GOAL OF THE EXERCISE: Make a tally of the lines in the records that include the string "pool", and give only that number.

Stored items:
● ● ● ● ● ● ●

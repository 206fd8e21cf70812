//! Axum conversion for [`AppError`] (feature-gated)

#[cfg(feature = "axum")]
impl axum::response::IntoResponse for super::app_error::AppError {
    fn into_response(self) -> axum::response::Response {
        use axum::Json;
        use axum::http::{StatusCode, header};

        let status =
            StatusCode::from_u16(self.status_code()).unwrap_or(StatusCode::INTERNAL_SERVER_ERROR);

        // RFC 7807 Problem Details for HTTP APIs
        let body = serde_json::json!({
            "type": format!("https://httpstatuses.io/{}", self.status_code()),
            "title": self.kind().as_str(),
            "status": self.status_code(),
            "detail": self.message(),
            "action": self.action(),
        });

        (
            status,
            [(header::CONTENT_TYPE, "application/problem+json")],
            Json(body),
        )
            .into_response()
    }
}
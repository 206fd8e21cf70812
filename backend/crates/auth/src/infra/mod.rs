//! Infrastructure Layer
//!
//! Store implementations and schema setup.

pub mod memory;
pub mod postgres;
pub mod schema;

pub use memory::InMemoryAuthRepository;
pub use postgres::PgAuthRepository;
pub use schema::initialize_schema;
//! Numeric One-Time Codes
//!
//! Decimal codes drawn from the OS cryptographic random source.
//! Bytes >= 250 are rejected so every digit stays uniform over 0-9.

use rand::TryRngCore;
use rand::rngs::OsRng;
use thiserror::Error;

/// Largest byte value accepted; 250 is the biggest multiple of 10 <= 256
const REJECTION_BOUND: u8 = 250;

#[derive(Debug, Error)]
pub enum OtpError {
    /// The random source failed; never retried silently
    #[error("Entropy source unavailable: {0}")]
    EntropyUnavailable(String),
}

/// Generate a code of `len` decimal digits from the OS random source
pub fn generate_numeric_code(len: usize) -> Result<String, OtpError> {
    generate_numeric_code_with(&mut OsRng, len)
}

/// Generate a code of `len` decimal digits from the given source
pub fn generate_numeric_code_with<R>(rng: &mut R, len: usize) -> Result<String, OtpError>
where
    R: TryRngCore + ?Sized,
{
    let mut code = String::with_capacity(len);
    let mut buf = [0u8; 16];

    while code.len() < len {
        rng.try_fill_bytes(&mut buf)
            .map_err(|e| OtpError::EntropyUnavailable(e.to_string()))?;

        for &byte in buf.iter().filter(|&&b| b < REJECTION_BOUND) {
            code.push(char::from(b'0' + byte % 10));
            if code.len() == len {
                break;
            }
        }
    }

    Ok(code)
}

● ● ● ● ● ● ●

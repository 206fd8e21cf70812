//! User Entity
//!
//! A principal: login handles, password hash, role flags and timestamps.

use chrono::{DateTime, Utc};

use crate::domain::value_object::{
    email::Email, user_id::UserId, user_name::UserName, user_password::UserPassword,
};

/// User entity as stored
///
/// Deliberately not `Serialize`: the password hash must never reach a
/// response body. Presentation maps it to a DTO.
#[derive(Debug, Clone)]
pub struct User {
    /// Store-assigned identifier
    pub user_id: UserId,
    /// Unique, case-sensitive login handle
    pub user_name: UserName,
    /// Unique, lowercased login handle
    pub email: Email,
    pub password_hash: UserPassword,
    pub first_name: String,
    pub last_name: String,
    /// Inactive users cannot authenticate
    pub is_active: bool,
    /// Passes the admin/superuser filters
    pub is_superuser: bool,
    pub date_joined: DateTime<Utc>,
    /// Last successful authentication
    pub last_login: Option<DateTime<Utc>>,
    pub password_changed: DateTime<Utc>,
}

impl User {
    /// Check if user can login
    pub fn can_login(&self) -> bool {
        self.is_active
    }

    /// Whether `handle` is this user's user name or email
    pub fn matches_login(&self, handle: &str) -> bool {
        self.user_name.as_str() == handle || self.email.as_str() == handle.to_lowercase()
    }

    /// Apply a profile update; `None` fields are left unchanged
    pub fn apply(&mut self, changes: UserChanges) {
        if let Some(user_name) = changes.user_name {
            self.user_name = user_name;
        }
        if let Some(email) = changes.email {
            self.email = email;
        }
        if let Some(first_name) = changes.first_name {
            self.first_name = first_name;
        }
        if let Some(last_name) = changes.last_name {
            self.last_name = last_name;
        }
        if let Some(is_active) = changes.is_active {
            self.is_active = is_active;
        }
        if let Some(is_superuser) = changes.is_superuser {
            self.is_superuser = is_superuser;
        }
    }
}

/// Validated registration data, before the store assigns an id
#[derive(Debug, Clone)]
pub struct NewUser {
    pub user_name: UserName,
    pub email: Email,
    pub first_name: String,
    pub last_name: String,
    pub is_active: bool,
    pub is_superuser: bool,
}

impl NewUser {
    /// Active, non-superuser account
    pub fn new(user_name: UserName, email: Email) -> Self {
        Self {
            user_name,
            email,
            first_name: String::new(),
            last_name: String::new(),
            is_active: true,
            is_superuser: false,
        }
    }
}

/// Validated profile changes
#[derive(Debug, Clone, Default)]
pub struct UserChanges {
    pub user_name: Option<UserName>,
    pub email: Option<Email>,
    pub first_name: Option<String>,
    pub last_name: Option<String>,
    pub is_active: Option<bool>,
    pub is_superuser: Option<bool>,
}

● ● ● ● ● ● ●

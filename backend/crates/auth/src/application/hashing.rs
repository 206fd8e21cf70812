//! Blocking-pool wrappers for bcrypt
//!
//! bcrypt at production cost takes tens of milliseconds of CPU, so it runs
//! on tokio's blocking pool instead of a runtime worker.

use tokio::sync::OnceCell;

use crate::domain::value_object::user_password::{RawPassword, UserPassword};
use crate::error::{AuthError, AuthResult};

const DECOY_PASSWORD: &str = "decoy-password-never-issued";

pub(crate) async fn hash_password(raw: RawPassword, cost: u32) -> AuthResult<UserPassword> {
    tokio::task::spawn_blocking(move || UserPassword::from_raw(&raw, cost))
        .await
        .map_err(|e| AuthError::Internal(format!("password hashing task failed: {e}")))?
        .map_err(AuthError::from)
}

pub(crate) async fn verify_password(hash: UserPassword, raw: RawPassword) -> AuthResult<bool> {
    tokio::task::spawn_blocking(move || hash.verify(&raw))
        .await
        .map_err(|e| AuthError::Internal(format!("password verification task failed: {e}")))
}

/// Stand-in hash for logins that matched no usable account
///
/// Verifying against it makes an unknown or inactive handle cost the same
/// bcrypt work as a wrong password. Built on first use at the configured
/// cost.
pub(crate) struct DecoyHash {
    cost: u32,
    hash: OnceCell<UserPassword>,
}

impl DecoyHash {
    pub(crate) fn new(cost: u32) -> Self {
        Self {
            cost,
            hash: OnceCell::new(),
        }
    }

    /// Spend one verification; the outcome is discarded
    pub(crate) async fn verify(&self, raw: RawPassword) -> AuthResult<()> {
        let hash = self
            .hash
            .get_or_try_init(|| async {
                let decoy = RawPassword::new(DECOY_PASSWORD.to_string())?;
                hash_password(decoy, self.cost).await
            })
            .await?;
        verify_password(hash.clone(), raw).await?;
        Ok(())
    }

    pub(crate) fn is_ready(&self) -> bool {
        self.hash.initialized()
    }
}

● ● ● ● ● ● ●

TASK ANSWER: 2